O ponto sobre o qual acho interessante refletirmos é esse da pressão sofrida socialmente para estarmos dentro de determinados padrões e a dificuldade que, não raro, temos para exercer nossa identidade e sermos quem realmente somos de forma independente porque, muitas vezes, o alinhamento a padrões vigentes podem implicar uma maior aceitação social e até não termos “dores de cabeça” no trabalho, na vida familiar, nos círculos de amizades e mesmo com a auto-imagem.

Nesse sentido, fiquei ponderando sobre o quanto talvez essa moça sinta-se pressionada a mostrar para o seu público que não é mais menina, que se tornou uma mulher e que aquela imagem  pueril que tinha deve ser substituída pela de uma mulher adulta, com vida sexual e tudo o que isso implica. Contudo, em suas próprias declarações rescende o quanto isso está atrelado a um comportamento convencional, dentro de padrões tradicionais, quando diz, por exemplo, que “nem todo mundo consegue ver que cresci, e que sou uma mulher de 28 anos, casada”.

Para mim aí está o grande lance da questão: ser uma mulher casada, com uma vida socialmente comportada, que não se enquadra nos padrões sexuais de devassidão, também pode ser tão interessante e excitante quanto viver o lado devasso no sentido picante do imaginário do termo. O que me parece pouco excitante é tentar convencer o outro de algo que nem nós mesmos estamos convencidos plenamente. Na minha opinião, não há como negar que a Sandy se tornou uma mulher muito bonita e sexy, mas daí até sustentar uma imagem de devassa tem um caminho, a meu ver, desnecessário e pouco convincente.

Penso que nós, mulheres, temos cada vez mais que refletirmos sobre esse montante de estereótipos e papéis que a sociedade machista tenta nos impor a todo custo. Ao mesmo tempo em que somos cobradas para sermos boas esposas, boas donas-de-casa, profissionais competentes e excelentes mães, somos bombardeadas com os valores da ditadura da beleza e da perfeição corporal, que implicam basicamente sermos sexys e sensuais, sem celulite, sem cabelos brancos, magras, com peitos grandes, com bundas duras e empinadas, dentre outros exageros estéticos que circulam por aí.

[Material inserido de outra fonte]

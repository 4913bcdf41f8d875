//! # Engine 模块
//!
//! 解释器核心：打开界面、组装页面、切换页面、处理交互事件。
//!
//! ## 交互模型
//!
//! ```text
//! open(host, request)            -> GuiSession
//! handle_event(host, session, e) -> EventOutcome
//! ```
//!
//! 1. `open` 从磁盘读取 manifest，选择皮肤包与初始页面，组装并推送
//! 2. 宿主保存返回的会话，之后的每个事件都连同会话一起交回
//! 3. 按钮事件按优先级分派：跳转页面 > 关闭界面 > 切换开关
//! 4. 换页是整页销毁重建；切换开关只替换被按下的那一个控件

use tracing::{debug, info, warn};

use crate::config::{AssemblyMode, InterpreterConfig};
use crate::error::{GuiResult, RuntimeError};
use crate::host::GuiHost;
use crate::input::GuiEvent;
use crate::manifest::{
    Component, ComponentEntry, ComponentId, Manifest, ManifestWarning, Page, PageId,
};
use crate::runtime::builder::build_component;
use crate::runtime::hooks::{GuiHooks, HookOutcome, NoHooks};
use crate::state::GuiSession;

/// 打开界面的请求参数
#[derive(Debug, Clone, Default, PartialEq)]
pub struct OpenRequest {
    /// 指定初始页面，缺省为 manifest 的起始页
    pub page: Option<PageId>,
    /// 指定皮肤包，缺省使用配置中的首选皮肤包
    pub skin_pack: Option<String>,
}

impl OpenRequest {
    pub fn page(page: impl Into<PageId>) -> Self {
        Self {
            page: Some(page.into()),
            skin_pack: None,
        }
    }

    pub fn with_skin_pack(mut self, skin_pack: impl Into<String>) -> Self {
        self.skin_pack = Some(skin_pack.into());
        self
    }
}

/// 事件处理结果
#[derive(Debug, Clone, PartialEq)]
pub enum EventOutcome {
    /// 已切换页面
    Navigated { from: PageId, to: PageId },
    /// 已关闭界面
    Closed,
    /// 开关状态已切换
    Toggled { id: ComponentId, toggled: bool },
    /// 开关被锁定或禁用，未切换
    ToggleRejected { id: ComponentId },
    /// 列表项被选中
    Selected { id: ComponentId, index: usize },
    /// 扩展钩子已处理
    HandledByHook,
    /// 没有可执行的行为
    NoAction,
}

/// GUI manifest 解释器
///
/// 解释器本身不持有界面状态，所有状态都在 [`GuiSession`] 中。
pub struct Interpreter<K: GuiHooks = NoHooks> {
    config: InterpreterConfig,
    hooks: K,
}

impl Interpreter<NoHooks> {
    /// 创建不带扩展钩子的解释器
    pub fn new(config: InterpreterConfig) -> Self {
        Self {
            config,
            hooks: NoHooks,
        }
    }
}

impl<K: GuiHooks> Interpreter<K> {
    /// 创建带扩展钩子的解释器
    pub fn with_hooks(config: InterpreterConfig, hooks: K) -> Self {
        Self { config, hooks }
    }

    pub fn config(&self) -> &InterpreterConfig {
        &self.config
    }

    pub fn hooks(&self) -> &K {
        &self.hooks
    }

    pub fn hooks_mut(&mut self) -> &mut K {
        &mut self.hooks
    }

    /// 打开界面
    ///
    /// 每次都从 `config.manifest_path` 重新读取 manifest；空文件视为错误。
    pub fn open(&mut self, host: &mut dyn GuiHost, request: &OpenRequest) -> GuiResult<GuiSession> {
        let path = &self.config.manifest_path;
        let Some(manifest) = Manifest::load(path)? else {
            let path = path.display().to_string();
            return Err(RuntimeError::EmptyManifest { path }.into());
        };
        self.open_manifest(host, manifest, request)
    }

    /// 用已载入的 manifest 打开界面
    pub fn open_manifest(
        &mut self,
        host: &mut dyn GuiHost,
        mut manifest: Manifest,
        request: &OpenRequest,
    ) -> GuiResult<GuiSession> {
        for warning in self.prepare_manifest(&mut manifest) {
            warn!(gui = %manifest.gui_name, warning = %warning, "Manifest 警告");
        }

        let requested = request.skin_pack.as_deref();
        let preferred = requested.or(self.config.preferred_skin_pack.as_deref());
        let skin_pack = manifest.pick_skin_pack(preferred);

        let start = manifest.start_page_id().cloned();
        let Some(page) = request.page.clone().or(start) else {
            let gui_name = manifest.gui_name.clone();
            return Err(RuntimeError::NoPages { gui_name }.into());
        };
        manifest.page(&page)?;

        info!(
            gui = %manifest.gui_name,
            page = %page,
            skin_pack = skin_pack.as_deref().unwrap_or("-"),
            "打开界面"
        );

        let session = GuiSession::new(manifest, skin_pack, page);
        self.assemble_page(host, &session)?;
        host.update();
        Ok(session)
    }

    /// 运行 `update_manifest` 钩子，返回钩子修改之后的校验警告
    fn prepare_manifest(&mut self, manifest: &mut Manifest) -> Vec<ManifestWarning> {
        self.hooks.update_manifest(manifest);
        manifest.validate()
    }

    /// 组装当前页面：设置背景，按声明顺序构建组件
    ///
    /// 不推送更新，由调用方决定何时 `update()`。
    pub fn assemble_page(&self, host: &mut dyn GuiHost, session: &GuiSession) -> GuiResult<()> {
        let page = session.page()?;
        self.check_assembly(page)?;

        let paths = session.texture_paths(&self.config.texture_namespace);
        host.set_background(&paths.background(&page.id));

        for entry in &page.components {
            match entry {
                ComponentEntry::Known(component) => build_component(host, component, &paths),
                ComponentEntry::Unknown(unknown) => {
                    warn!(
                        page = %page.id,
                        type_name = %unknown.type_name,
                        "跳过未知组件类型"
                    );
                }
            }
        }

        debug!(page = %page.id, components = page.components.len(), "页面组装完成");
        Ok(())
    }

    /// 严格模式下拒绝包含未知组件的页面
    fn check_assembly(&self, page: &Page) -> Result<(), RuntimeError> {
        if self.config.assembly_mode == AssemblyMode::Lenient {
            return Ok(());
        }
        for entry in &page.components {
            if let ComponentEntry::Unknown(unknown) = entry {
                return Err(RuntimeError::UnknownComponentType {
                    page: page.id.clone(),
                    type_name: unknown.type_name.clone(),
                });
            }
        }
        Ok(())
    }

    /// 切换到另一页
    ///
    /// 先移除当前页的全部控件，再组装目标页并推送。
    /// 目标页不存在时不做任何修改。
    pub fn open_page(
        &self,
        host: &mut dyn GuiHost,
        session: &mut GuiSession,
        target: &PageId,
    ) -> GuiResult<()> {
        self.check_assembly(session.manifest.page(target)?)?;

        for id in session.page()?.component_ids() {
            host.remove_widget(id);
        }

        let from = std::mem::replace(&mut session.current_page, target.clone());
        debug!(from = %from, to = %target, "切换页面");

        self.assemble_page(host, session)?;
        host.update();
        Ok(())
    }

    /// 分派交互事件
    pub fn handle_event(
        &mut self,
        host: &mut dyn GuiHost,
        session: &mut GuiSession,
        event: &GuiEvent,
    ) -> GuiResult<EventOutcome> {
        match event {
            GuiEvent::ButtonPress { id } => self.on_button_press(host, session, id),
            GuiEvent::ScrollSelect { id, index, value } => {
                self.on_scroll_select(host, session, id, *index, value)
            }
        }
    }

    /// 按钮被按下
    pub fn on_button_press(
        &mut self,
        host: &mut dyn GuiHost,
        session: &mut GuiSession,
        id: &ComponentId,
    ) -> GuiResult<EventOutcome> {
        let page_id = session.current_page.clone();
        let component = session.page()?.component(id)?;
        let Some(button) = component.as_button() else {
            debug!(page = %page_id, component = %id, "非按钮组件，忽略按下事件");
            return Ok(EventOutcome::NoAction);
        };

        let is_toggle = matches!(component, Component::ToggleButton(_));
        let open_page = button.open_page.clone();
        let close_gui = button.close_gui;
        let rejection = if button.locked {
            Some("该开关已锁定")
        } else if button.disabled {
            Some("该开关已禁用")
        } else {
            None
        };

        if self.hooks.on_button(host, &page_id, id) == HookOutcome::Handled {
            return Ok(EventOutcome::HandledByHook);
        }

        if let Some(target) = open_page {
            self.open_page(host, session, &target)?;
            return Ok(EventOutcome::Navigated {
                from: page_id,
                to: target,
            });
        }

        if close_gui {
            info!(page = %page_id, component = %id, "关闭界面");
            host.close();
            return Ok(EventOutcome::Closed);
        }

        if !is_toggle {
            return Ok(EventOutcome::NoAction);
        }

        if let Some(reason) = rejection {
            host.send_message(&self.config.format_message(reason));
            return Ok(EventOutcome::ToggleRejected { id: id.clone() });
        }

        self.toggle(host, session, id)
    }

    /// 切换开关：修改会话中的 `toggled`，只重建这一个控件
    fn toggle(
        &self,
        host: &mut dyn GuiHost,
        session: &mut GuiSession,
        id: &ComponentId,
    ) -> GuiResult<EventOutcome> {
        let paths = session.texture_paths(&self.config.texture_namespace);
        let page_id = session.current_page.clone();

        let component = session.manifest.page_mut(&page_id)?.component_mut(id)?;
        let Component::ToggleButton(button) = &mut *component else {
            return Ok(EventOutcome::NoAction);
        };
        button.toggled = !button.toggled;
        let toggled = button.toggled;
        let rebuilt = component.clone();

        debug!(page = %page_id, component = %id, toggled, "切换开关");

        host.remove_widget(id);
        build_component(host, &rebuilt, &paths);
        host.update();

        Ok(EventOutcome::Toggled {
            id: id.clone(),
            toggled,
        })
    }

    /// 列表项被选中：只报告，不修改 manifest
    pub fn on_scroll_select(
        &mut self,
        host: &mut dyn GuiHost,
        session: &GuiSession,
        id: &ComponentId,
        index: usize,
        value: &str,
    ) -> GuiResult<EventOutcome> {
        let page_id = &session.current_page;
        let component = session.page()?.component(id)?;
        if !matches!(component, Component::ScrollList(_)) {
            debug!(page = %page_id, component = %id, "非列表组件，忽略选择事件");
            return Ok(EventOutcome::NoAction);
        }

        debug!(page = %page_id, component = %id, index, value, "列表选择");
        let message = format!("已选择 {} (#{})", value, index);
        host.send_message(&self.config.format_message(&message));
        self.hooks.on_scroll_select(host, page_id, id, index, value);

        Ok(EventOutcome::Selected {
            id: id.clone(),
            index,
        })
    }
}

Não quero dizer com isso, evidentemente, que não seja possível à mulher cuidar-se e sentir-se linda ao mesmo tempo em que agrega qualidades intelectuais e emocionais, além de papéis sociais como os de mãe, esposa, amante, profissional bem-sucedida etc., afinal, se há algo historicamente inerente à mulher é sua habilidade de conseguir dar conta de muitas coisas ao mesmo tempo. Contudo, essa condição é muito distinta da de ser pressionada a aceitar imposições para ter um corpo perfeito ou, como foi abordado aqui, indicando que tipo de mulher você deve ser, comportada ou devassa, independente do que VOCÊ QUER ser.

No caso da Sandy como potencial devassa, considero que não aceitar essa imposição seria admitir que o máximo que seu lado devassa tem é o que a própria campanha publicitária afirma, “um lado descolado, descontraído, divertido”, e que não há problema algum nisso, afinal, ela continuará uma mulher bonita, desejável e interessante porque toda mulher pode ser considerada e desejada para além de seu lado devassa.